Why timing ML training isn't enough: roofline models reveal hardware bottlenecks

Training metrics show 1ms for a matmul kernel. Good or bad? Most teams can't tell. Roofline models, borrowed from HPC, plot compute versus memory bandwidth to show whether your LLM training is hitting GPU limits or leaving performance on the table.

The Biggish Editorial · Thursday, February 5, 2026

Why timing ML training isn't enough: roofline models reveal hardware bottlenecks

You're training an LLM. Your matmul kernel takes 1ms. Is that good? Most engineering teams can't answer.
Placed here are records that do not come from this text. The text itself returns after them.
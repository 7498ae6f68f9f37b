/// Column/row count of a cell grid laid over a drawing area.
#[derive(Clone, Copy, Debug, Default, PartialEq, Eq)]
pub struct GridDims {
    pub columns: usize,
    pub rows: usize,
}

impl GridDims {
    /// Cells needed to cover `width` x `height` with `cell_width` x
    /// `cell_height` cells, rounding partial cells up. Degenerate inputs
    /// (zero, negative, NaN) collapse to an empty grid.
    pub fn covering(width: f64, height: f64, cell_width: f64, cell_height: f64) -> Self {
        Self {
            columns: span(width, cell_width),
            rows: span(height, cell_height),
        }
    }

    pub fn len(&self) -> usize {
        self.columns * self.rows
    }

    pub fn is_empty(&self) -> bool {
        self.len() == 0
    }

    /// `(column, row)` of a row-major index.
    pub fn position(&self, index: usize) -> (usize, usize) {
        if self.columns == 0 {
            return (0, 0);
        }
        (index % self.columns, index / self.columns)
    }
}

/// `ceil(length / cell)`, or 0 when either side is not a positive number.
pub(crate) fn span(length: f64, cell: f64) -> usize {
    let positive = |v: f64| v.is_finite() && v > 0.0;
    if !positive(length) || !positive(cell) {
        return 0;
    }
    (length / cell).ceil() as usize
}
The roofline model, a visualization technique from high-performance computing, is finding new life in ML ops. It plots compute throughput (flops per second) against operational intensity (flops per byte), with the "roof" separating compute-bound from memory-bound regimes.

Three factors drive GPU kernel performance: memory access time (reading from slow HBM), compute time (Tensor Core limits), and overhead (kernel scheduling, CPU coordination). The roofline approach focuses on the first two, which dominate in production training runs.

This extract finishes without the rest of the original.